I had been working with the office since the seventh grade. This was my architectural home.
However, you left in 1989 to start your own practice in New Haven. Why?
I felt I had a wealth of experience and wanted to apply that to differently scaled projects, with a small firm—we started with four and expanded to 10. The size has advantages: projects get executed more rapidly, and we developed a real hands-on experience with residential, office, retail, and university work.
Then you came back to Roche Dinkeloo in 2013. What happened?
Kevin and I had been talking for a number of years about my returning. Two of his partners were almost 80 and looking to retire, and I wanted to practice again with him.
But 80 is young in your firm! How is it working with a 95-year-old?
Kevin is amazing. He comes to work every day, five days a week. I enjoy collaborating with him. With our level of experience, we have a wonderful synergy in spite of the 35-year age difference. In terms of his design approach, each project is unique. No matter what the commission, the solution starts with the end user. Kevin spends a long time on the concept. Then the staff develops it, and he critiques it.
And your role?
I execute Kevin’s designs to the best of my— and everyone’s—ability.
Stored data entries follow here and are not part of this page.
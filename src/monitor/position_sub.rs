//! Account snapshot subscriber: webData2 per address
//!
//! Each snapshot refreshes spot prices, rebuilds the address's balance
//! record for the in-memory cache (the fast path the order processor reads)
//! and forwards a durable row through the position queue.

use std::collections::HashMap;
use std::sync::atomic::{AtomicU64, Ordering};
use std::sync::Arc;

use anyhow::Result;
use async_trait::async_trait;
use parking_lot::Mutex;
use serde::Serialize;
use tracing::{debug, warn};

use super::AddressSubscriber;
use crate::caches::symbol::normalize_perp_coin;
use crate::caches::{PositionBalanceCache, PriceCache, SymbolCache};
use crate::models::{
    now_ms, parse_decimal, FuturesPositionEntry, PositionRecord, RawFrame, SpotBalanceEntry,
    WebData2,
};
use crate::pipeline::{MessageQueue, MonitorMessage};
use crate::ws::pool::FrameCallback;
use crate::ws::{Channel, PoolManager, Subscription, SubscriptionHandle};

const STABLECOINS: [&str; 3] = ["USDC", "USDT", "USDH"];

#[derive(Default)]
struct PositionSubMetrics {
    snapshots: AtomicU64,
    foreign_frames: AtomicU64,
    unpriced_balances: AtomicU64,
}

#[derive(Debug, Clone, Serialize)]
pub struct PositionSubStats {
    pub snapshots: u64,
    pub foreign_frames: u64,
    pub unpriced_balances: u64,
}

pub struct PositionManager {
    pool: Arc<PoolManager>,
    queue: Arc<MessageQueue>,
    prices: Arc<PriceCache>,
    symbols: Arc<SymbolCache>,
    balances: Arc<PositionBalanceCache>,
    handles: Mutex<HashMap<String, SubscriptionHandle>>,
    metrics: Arc<PositionSubMetrics>,
}

impl PositionManager {
    pub fn new(
        pool: Arc<PoolManager>,
        queue: Arc<MessageQueue>,
        prices: Arc<PriceCache>,
        symbols: Arc<SymbolCache>,
        balances: Arc<PositionBalanceCache>,
    ) -> Arc<Self> {
        Arc::new(Self {
            pool,
            queue,
            prices,
            symbols,
            balances,
            handles: Mutex::new(HashMap::new()),
            metrics: Arc::new(PositionSubMetrics::default()),
        })
    }

    pub async fn close(&self) {
        let all: Vec<_> = self.handles.lock().drain().collect();
        for (_, handle) in all {
            self.pool.unsubscribe(&handle).await;
        }
    }

    pub fn stats(&self) -> PositionSubStats {
        PositionSubStats {
            snapshots: self.metrics.snapshots.load(Ordering::Relaxed),
            foreign_frames: self.metrics.foreign_frames.load(Ordering::Relaxed),
            unpriced_balances: self.metrics.unpriced_balances.load(Ordering::Relaxed),
        }
    }

    fn snapshot_callback(&self, address: String) -> FrameCallback {
        let queue = self.queue.clone();
        let prices = self.prices.clone();
        let symbols = self.symbols.clone();
        let balances = self.balances.clone();
        let metrics = self.metrics.clone();
        Arc::new(move |frame: &RawFrame| {
            handle_snapshot_frame(&address, frame, &queue, &prices, &symbols, &balances, &metrics);
        })
    }
}

#[async_trait]
impl AddressSubscriber for PositionManager {
    fn name(&self) -> &'static str {
        "positions"
    }

    async fn subscribe_address(&self, address: &str) -> Result<()> {
        let address = address.to_lowercase();
        let handle = self
            .pool
            .subscribe(
                Subscription::new(Channel::WebData2, &address),
                self.snapshot_callback(address.clone()),
            )
            .await?;
        self.handles.lock().insert(address, handle);
        Ok(())
    }

    async fn unsubscribe_address(&self, address: &str) -> Result<()> {
        let address = address.to_lowercase();
        let handle = self.handles.lock().remove(&address);
        if let Some(handle) = handle {
            self.pool.unsubscribe(&handle).await;
        }
        Ok(())
    }
}

#[allow(clippy::too_many_arguments)]
fn handle_snapshot_frame(
    address: &str,
    frame: &RawFrame,
    queue: &Arc<MessageQueue>,
    prices: &Arc<PriceCache>,
    symbols: &Arc<SymbolCache>,
    balances: &Arc<PositionBalanceCache>,
    metrics: &Arc<PositionSubMetrics>,
) {
    let data: WebData2 = match serde_json::from_value(frame.data.clone()) {
        Ok(data) => data,
        Err(e) => {
            warn!(error = %e, "Undecodable webData2 payload");
            return;
        }
    };

    if !data.user.is_empty() && data.user.to_lowercase() != address {
        metrics.foreign_frames.fetch_add(1, Ordering::Relaxed);
        warn!(expected = %address, got = %data.user, "webData2 frame for another user dropped");
        return;
    }

    // snapshot carries fresh spot marks; keyed by display symbol
    for ctx in &data.spot_asset_ctxs {
        let px = ctx
            .mid_px
            .as_deref()
            .or(ctx.mark_px.as_deref())
            .map(parse_decimal)
            .unwrap_or(0.0);
        if px > 0.0 {
            let display = symbols
                .get_spot_symbol(&ctx.coin)
                .unwrap_or_else(|| ctx.coin.clone());
            prices.set_spot_price(&display, px);
        }
    }

    let record = build_position_record(address, &data, prices, symbols, metrics);

    metrics.snapshots.fetch_add(1, Ordering::Relaxed);
    metrics::counter!("position_snapshots_total", 1);

    // fast path for ratio calculations, then the durable row
    balances.update(address, record.clone());
    queue.enqueue(MonitorMessage::PositionSnapshot {
        address: address.to_string(),
        record,
    });
}

fn build_position_record(
    address: &str,
    data: &WebData2,
    prices: &Arc<PriceCache>,
    symbols: &Arc<SymbolCache>,
    metrics: &Arc<PositionSubMetrics>,
) -> PositionRecord {
    let mut spot_total_usd = 0.0;
    let mut spot_balances = Vec::new();
    if let Some(spot) = &data.spot_state {
        for balance in &spot.balances {
            let total = parse_decimal(&balance.total);
            if total <= 0.0 {
                continue;
            }
            let price = if STABLECOINS.contains(&balance.coin.as_str()) {
                1.0
            } else {
                let display = format!("{}/USDC", balance.coin);
                match prices.get_spot_price(&display) {
                    Some(px) => px,
                    None => {
                        metrics.unpriced_balances.fetch_add(1, Ordering::Relaxed);
                        debug!(coin = %balance.coin, "No spot price for balance, contributes 0");
                        0.0
                    }
                }
            };
            spot_total_usd += total * price;
            spot_balances.push(SpotBalanceEntry {
                coin: balance.coin.clone(),
                total,
            });
        }
    }

    let mut futures_positions = Vec::new();
    for asset in &data.clearinghouse_state.asset_positions {
        let szi = parse_decimal(&asset.position.szi);
        if szi == 0.0 {
            continue;
        }
        let symbol = symbols
            .get_perp_symbol(&asset.position.coin)
            .unwrap_or_else(|| normalize_perp_coin(&asset.position.coin).to_string());
        futures_positions.push(FuturesPositionEntry { symbol, szi });
    }

    // cross account value preferred; the plain summary covers isolated-only
    let cross = data
        .clearinghouse_state
        .cross_margin_summary
        .as_ref()
        .map(|m| parse_decimal(&m.account_value))
        .unwrap_or(0.0);
    let account_value = if cross > 0.0 {
        cross
    } else {
        parse_decimal(&data.clearinghouse_state.margin_summary.account_value)
    };

    let snapshot_time = if data.clearinghouse_state.time > 0 {
        data.clearinghouse_state.time
    } else {
        now_ms()
    };

    PositionRecord {
        address: address.to_string(),
        spot_total_usd,
        account_value,
        spot_balances,
        futures_positions,
        snapshot_time,
    }
}

#[cfg(test)]
mod tests {
    use super::*;

    fn test_data() -> WebData2 {
        serde_json::from_str(
            r#"{
                "user": "0xaa",
                "clearinghouseState": {
                    "marginSummary": { "accountValue": "900.0" },
                    "crossMarginSummary": { "accountValue": "1000.0" },
                    "assetPositions": [
                        { "position": { "coin": "ETH", "szi": "-2.0" } },
                        { "position": { "coin": "xyz:BTC", "szi": "0.5" } },
                        { "position": { "coin": "SOL", "szi": "0.0" } }
                    ],
                    "time": 1719000000000
                },
                "spotState": {
                    "balances": [
                        { "coin": "USDC", "total": "500.0" },
                        { "coin": "HYPE", "total": "10.0" },
                        { "coin": "PURR", "total": "7.0" }
                    ]
                },
                "spotAssetCtxs": []
            }"#,
        )
        .unwrap()
    }

    #[test]
    fn test_record_math() {
        let prices = Arc::new(PriceCache::new());
        prices.set_spot_price("HYPE/USDC", 40.0);
        // PURR has no price: contributes 0
        let symbols = SymbolCache::new();
        let mut perp = HashMap::new();
        perp.insert("ETH".to_string(), "ETH".to_string());
        symbols.replace_perp(perp);
        let metrics = Arc::new(PositionSubMetrics::default());

        let record = build_position_record("0xaa", &test_data(), &prices, &symbols, &metrics);

        // 500 USDC at 1.0 + 10 HYPE at 40 + 7 unpriced PURR
        assert!((record.spot_total_usd - 900.0).abs() < 1e-6);
        // cross preferred over the plain summary
        assert!((record.account_value - 1000.0).abs() < 1e-6);
        // zero positions skipped, dex prefix stripped
        assert_eq!(record.futures_positions.len(), 2);
        assert_eq!(record.futures_position("ETH"), Some(2.0));
        assert_eq!(record.futures_position("BTC"), Some(0.5));
        assert_eq!(metrics.unpriced_balances.load(Ordering::Relaxed), 1);
    }

    #[test]
    fn test_isolated_fallback_for_account_value() {
        let mut data = test_data();
        data.clearinghouse_state.cross_margin_summary = None;
        let prices = Arc::new(PriceCache::new());
        let symbols = SymbolCache::new();
        let metrics = Arc::new(PositionSubMetrics::default());

        let record = build_position_record("0xaa", &data, &prices, &symbols, &metrics);
        assert!((record.account_value - 900.0).abs() < 1e-6);
    }
}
This is much the same as my father, who knew how to turn Kevin’s concepts into reality.
There will be a day when Kevin is not here. What is the plan then?
We have a handful of designers who have worked closely with him. I can’t name names now, but some have been working with Kevin—and the clients—for years, as part of the design process. We look on our place as a palimpsest, where you can see the underpainting beneath the newly painted surface.
You have an unusual situation. What are the challenges you see?
This is really one of the few postwar firms to still operate under a founding partner. When this firm started, getting work depended on relationships and reputation—a chairman of the board would just call Kevin. Now real-estate and facilities people do that. Many firms are in their second and third generations, but there is no personality guiding them or the vision. Firm names are given initials instead of the names of the principals, and marketing and publicity people handle getting new commissions, which come shaped by the market. It’s a different world, but we plan to make it work.